I spoke with someone recently who told me how much he'd learned from someone competent who had managed with a big stick approach, arguably an asshole by Sutton's criteria. But he had respected the guy anyway. It seemed to me in listening that he had tolerated it while he was learning, and then moved on to a more humane work environment. You decide the moral, if there is one.

Wednesday, May 30, 2007

LiveJournal in the Blogosphere

Work by Matthew Hurst on mapping the blogosphere has been blogged around recently, particularly because of his cool hyperbolic graphs of the huge data set of linkages, one shown above. I post here because I've got friends reading on LiveJournal -- I know LJ folks occasionally wonder why the press about social networking sites rarely mentions LJ, favoring MySpace and others. One reason may be that LiveJournal is a fairly close-knit and separate community site, with a lot of internal links via friends lists, and not a lot of other blogging post cross-over or linkage in. (I don't know how he handled syndication on LJ friends lists, if at all.)

LiveJournal's small network cluster is shown in the image as cluster #3. The others are (1) DailyKOS, (2) BoingBoing, (4) other political bloggers, (5) porn, and (6) sports fans. LiveJournal is further out than the porn fans, but bigger! Smaller than sports fans, though.

Tuesday, May 29, 2007

Goat Mockery

From a nice day at Drumlin Farm, in Lincoln, MA:

Monday, May 28, 2007

Design for Online Community: Past the Hype

I've posted my slides (PDF) from a recent "mini" Usability Professionals Conference talk about online community design. The talk was well-attended! Thank you if you came.
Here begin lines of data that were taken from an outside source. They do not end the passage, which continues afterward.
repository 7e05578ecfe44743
pub mod memory;
pub mod postgres;
use crate::domain::MemberId;
use async_trait::async_trait;
use chrono::{DateTime, Utc};

use super::Result;

/// 通知サービスポート
///
/// 会員への通知配信メカニズムを抽象化する。
/// 実装はメール、SMS、プッシュ通知などが考えられる。
#[async_trait]
pub trait NotificationService: Send + Sync {
    /// 予約資料の取り置き通知を会員に送信する
    ///
    /// 予約待ちの予約に対して職員が通知を送るときに呼ばれる。
    async fn send_reservation_ready(
        &self,
        member_id: MemberId,
        book_title: &str,
        hold_until: DateTime<Utc>,
    ) -> Result<()>;
}
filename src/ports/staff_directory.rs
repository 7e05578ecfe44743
use crate::domain::{Staff, StaffId};
use async_trait::async_trait;

use super::Result;

/// Staff directory port.
///
/// Staff records are read-only for circulation; they are only snapshotted
/// into borrowings.
#[async_trait]
pub trait StaffDirectory: Send + Sync {
    async fn find_by_id(&self, staff_id: StaffId) -> Result<Option<Staff>>;
}
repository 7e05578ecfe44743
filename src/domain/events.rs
use chrono::{DateTime, Utc};
use serde::{Deserialize, Serialize};

use super::{
    BookId, BorrowingId, CopyCondition, CopyId, CopyStatus, FineId, MemberId, Money,
    ReservationId, ReservationStatus, StaffId,
};

/// イベント：コピーが貸し出された
#[derive(Debug, Clone, PartialEq, Eq, Serialize, Deserialize)]
pub struct BookBorrowed {
    pub borrowing_id: BorrowingId,
    pub member_id: MemberId,
    pub book_id: BookId,
    pub copy_id: CopyId,
    pub borrowed_at: DateTime<Utc>,
    pub due_date: DateTime<Utc>,
    pub issued_by: StaffId,
    /// 自動的に受取済みとなった予約
    pub claimed_reservations: Vec<ReservationId>,
}

/// イベント：貸出が更新された
#[derive(Debug, Clone, PartialEq, Eq, Serialize, Deserialize)]
pub struct BorrowingRenewed {
    pub borrowing_id: BorrowingId,
    pub old_due_date: DateTime<Utc>,
    pub new_due_date: DateTime<Utc>,
    pub renewed_at: DateTime<Utc>,
    pub renewal_count: u8,
}

/// イベント：コピーが返却された
#[derive(Debug, Clone, PartialEq, Eq, Serialize, Deserialize)]
pub struct BookReturned {
    pub borrowing_id: BorrowingId,
    pub member_id: MemberId,
    pub book_id: BookId,
    pub copy_id: CopyId,
    pub returned_at: DateTime<Utc>,
    pub received_by: StaffId,
    pub days_late: u32,
    pub fine_amount: Money,
    pub fine_id: Option<FineId>,
    pub condition: Option<CopyCondition>,
    pub copy_status: CopyStatus,
}

impl BookReturned {
    pub fn was_overdue(&self) -> bool {
        self.days_late > 0
    }
}

/// イベント：予約が登録された
#[derive(Debug, Clone, PartialEq, Eq, Serialize, Deserialize)]
pub struct BookReserved {
    pub reservation_id: ReservationId,
    pub member_id: MemberId,
    pub book_id: BookId,
    pub reserved_at: DateTime<Utc>,
    pub expiry_date: DateTime<Utc>,
}

/// イベント：予約ステータスが変わった
#[derive(Debug, Clone, PartialEq, Eq, Serialize, Deserialize)]
pub struct ReservationStatusChanged {
    pub reservation_id: ReservationId,
    pub old_status: ReservationStatus,
    pub new_status: ReservationStatus,
    pub changed_at: DateTime<Utc>,
}

/// イベント：予約者に通知された
#[derive(Debug, Clone, PartialEq, Eq, Serialize, Deserialize)]
pub struct ReservationNotified {
    pub reservation_id: ReservationId,
    pub member_id: MemberId,
    pub notified_at: DateTime<Utc>,
}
If you didn't, the gist is this:

  • In Web. 1.0 we talked about community off the web as well as on it, in IRC, USENET, MUDS, BBSes, etc. (My dissertation and books are from that era.)
  • There are a lot of sociology, anthropology, and linguistic studies of "community" that predate the internet. What can we learn from their definitions?
  • Designing community requires special skills and ongoing commitment to the group.
  • Good definitions help you understand "when you got it." This can influence your metrics.
Virtually every slide here could be a separate full talk, especially the metrics part. Let me know if you want any more references or help on the subject. This is my first in-depth look at this topic since 15 years ago, and like then, there was a lot to digest!